The Mormon support of prohibition had a positive effect on missionary work. We could boast to teetotaling Christians that we were way ahead of the curve on the evils of alcohol, having been hip to that scene as far back as 1833. With the hub-bub over polygamy having pretty much quieted down, the church was experiencing a re-branding. Missionaries were no longer fearsome devils come to steal your daughters; they were now those nice young men who didn’t smoke or drink.

Looks like we’d found our gimmick.”
(Rock Waterman, “Too Bad I Don’t Like Beer”, Pure Mormonism website, June 18, 2009) 

37) Paid Clergy.
Mormon scripture explicitly mandates that clergy be paid:

Doctrine & Covenants 42
71 And the elders or high priests who are appointed to assist the bishop as counselors in all things, are to have their families supported out of the property which is consecrated to the bishop, for the good of the poor, and for other purposes, as before mentioned;

72 Or they are to receive a just remuneration for all their services, either a stewardship or otherwise, as may be thought best or decided by the counselors and bishop.

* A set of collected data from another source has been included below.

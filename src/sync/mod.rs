//! Local dataflow synchronization for same-process ghost exchange.
//!
//! - [`CopyDescriptor`]: one point-to-point copy with its own lock, counters
//!   and package queues.
//! - [`LocalConnection`]: the descriptors of one patch relationship plus the
//!   firing rule that decides when the consumer may drain them.
//! - [`CohortBarrier`]: fixed-size barrier for setup and epoch teardown.
//!
//! Lock order is always descriptor first, connection second. Descriptor
//! completion paths take the connection's side and ghost locks while holding
//! the descriptor lock; connection paths never take a descriptor lock while
//! holding one of their own.

use std::fmt;

pub mod barrier;
pub mod connection;
pub mod descriptor;

pub use barrier::{BarrierWaitResult, CohortBarrier};
pub use connection::{
    ConnectionConfig, ConnectionPhase, ConnectionSnapshot, DrainedCopy, Fire, FiringRule,
    LocalConnection, PendingCopy,
};
pub use descriptor::CopyDescriptor;

/// Which side of a copy an operation refers to.
#[derive(Copy, Clone, Debug, PartialEq, Eq, Hash, serde::Serialize, serde::Deserialize)]
pub enum Direction {
    /// Outgoing: the patch is the source of the copy.
    Send,
    /// Incoming: the patch is the destination of the copy.
    Receive,
}

impl Direction {
    pub const BOTH: [Direction; 2] = [Direction::Send, Direction::Receive];
}

impl fmt::Display for Direction {
    fn fmt(&self, f: &mut fmt::Formatter<'_>) -> fmt::Result {
        match self {
            Direction::Send => f.write_str("send"),
            Direction::Receive => f.write_str("receive"),
        }
    }
}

73 And the bishop, also, shall receive his support, or a just remuneration for all his services in the church.

Yet today, despite the clear command of scripture, today the LdS Church denounces churches with a paid clergy in the strong terms:

“Wherever creeds are found one can also expect to find a paid clergy, the simple truths of the gospel cloaked in the dark robes of mystery, religious intolerance, and a history of bloodshed.”
(Joseph Fielding McConkie and Craig Ostler, “Revelations of the Restoration”, p. 964, published 2000)

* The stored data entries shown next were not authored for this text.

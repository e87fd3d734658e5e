use halo_sync::{
    algs::HaloConfig,
    geometry::IndexBox,
    layout::VecLayout,
    sync::{ConnectionConfig, FiringRule, LocalConnection},
};
use std::time::Duration;

#[test]
fn halo_config_round_trips_through_json() {
    let cfg = HaloConfig {
        n_grow: [2, 2, 0],
        n_comp: 3,
        workers: 4,
        firing_rule: FiringRule::ReceiveOnly,
        epoch_deadline: Some(Duration::from_millis(250)),
    };
    let json = serde_json::to_string(&cfg).unwrap();
    let back: HaloConfig = serde_json::from_str(&json).unwrap();
    assert_eq!(back, cfg);
    back.validate().unwrap();

    let send_only = HaloConfig {
        firing_rule: FiringRule::SendOnly,
        ..back
    };
    assert!(send_only.validate().is_err());
}

#[test]
fn connection_config_builds_barrier() {
    let cfg: ConnectionConfig =
        serde_json::from_str(r#"{"firing_rule":"ReceiveOnly","barrier_participants":2}"#).unwrap();
    let c = LocalConnection::from_config(&cfg).unwrap();
    assert_eq!(c.firing_rule(), FiringRule::ReceiveOnly);
    assert_eq!(c.barrier().map(|b| b.participants()), Some(2));

    let zero = ConnectionConfig {
        barrier_participants: Some(0),
        ..ConnectionConfig::default()
    };
    assert!(LocalConnection::from_config(&zero).is_err());
}

#[test]
fn layout_round_trips_through_json() {
    let l = VecLayout::tiled(IndexBox::new([0, 0, 0], [7, 3, 0]), [4, 4, 1]);
    let json = serde_json::to_string(&l).unwrap();
    assert_eq!(serde_json::from_str::<VecLayout>(&json).unwrap(), l);
}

But as D. Michael Quinn explains this wasn’t always the case:

“In the nineteenth-century West, local officers of the LDS church obtained their support from the tithing they collected. As early as 1859, Brigham Young wondered “whether a Stake would not be better governed when none of the officers were paid for their services.” During Brigham Young’s presidency, ward bishops drew at will from the primarily non-cash tithing Mormons donated. President Young complained at the October 1860 general conference “against a principle in many of the Bishops to use up all the tithing they could for their own families.

Even full-time missionaries benefited from tithing funds in the nineteenth century The senior president of the First Council of Seventy commented in 1879 that the families of married missionaries should be supported from tithing funds.55 However, at best that practice barely kept struggling wives and children out of abject poverty while their husbands and fathers served two-year missions.

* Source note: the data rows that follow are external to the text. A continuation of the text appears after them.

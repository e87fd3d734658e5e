//! Cell data and the packages that carry it between patches.
pub mod fab;
pub mod package;
pub mod package_pool;
pub mod package_queue;

pub use fab::Fab;
pub use package::Package;
pub use package_pool::PackagePool;
pub use package_queue::PackageQueue;
//! Per-descriptor buffer pool.
//!
//! Each copy descriptor owns one pool, which is its recycle queue plus the
//! bookkeeping needed to hand out buffers of the descriptor's transfer size.
//! No allocator state is shared between descriptors.

use std::sync::atomic::{AtomicU64, AtomicUsize, Ordering};

use crate::data::package::Package;
use crate::data::package_queue::PackageQueue;

#[derive(Debug)]
pub struct PackagePool {
    free: PackageQueue,
    package_len: usize,
    next_id: AtomicU64,
    allocated: AtomicUsize,
}

impl PackagePool {
    /// Pool handing out packages of `package_len` values.
    pub fn new(package_len: usize) -> Self {
        Self {
            free: PackageQueue::new(),
            package_len,
            next_id: AtomicU64::new(0),
            allocated: AtomicUsize::new(0),
        }
    }

    #[inline]
    pub fn package_len(&self) -> usize {
        self.package_len
    }

    /// A recycled package when one is available, otherwise a new one.
    pub fn acquire(&self) -> Package {
        match self.free.dequeue() {
            Some(mut pkg) => {
                pkg.reshape(self.package_len);
                pkg
            }
            None => {
                self.allocated.fetch_add(1, Ordering::Relaxed);
                let id = self.next_id.fetch_add(1, Ordering::Relaxed);
                Package::new(id, self.package_len)
            }
        }
    }

    /// Return a consumed package for reuse.
    pub fn release(&self, mut pkg: Package) {
        pkg.set_route(None, None);
        self.free.enqueue(pkg);
    }

    /// Packages currently waiting for reuse.
    pub fn available(&self) -> usize {
        self.free.len()
    }

    /// Packages this pool has allocated over its lifetime.
    pub fn allocated(&self) -> usize {
        self.allocated.load(Ordering::Relaxed)
    }
}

In 1884, Church President John Taylor limited bishops to 8 percent of the tithing they collected (now primarily cash), while stake presidents got 2 percent of the tithing collected by all the bishops of the stake. In 1888, Wilford Woodruff established set salaries for stake presidents, and provided that a stake committee would apportion 10 percent of collected tithing between the bishops and the stake tithing clerk. At the April 1896 general conference, the First Presidency announced the end of salaries for local officers, in response to the decision of the temple meeting “to not pay Salaries to any one but the twelve.
(D. Michael Quinn, “LDS Church Finances from the 1830’s to the 1990’s”, Sunstone Magazine, June 1996, p.21; audio presentation January 1, 1992)

And right into the dustbin a paid clergy, along with beer-drinking for health, clearly identifying American Indians as the descendants of the Lamanites, and glorying in the cross, swish, swish, swish, it goes. It’s just as Mormon Researcher, Aaron Shafovaloff’s Couplet says so well,

“As heresy is, Mormon doctrine once was.
As Mormon doctrine is, heresy will it become.”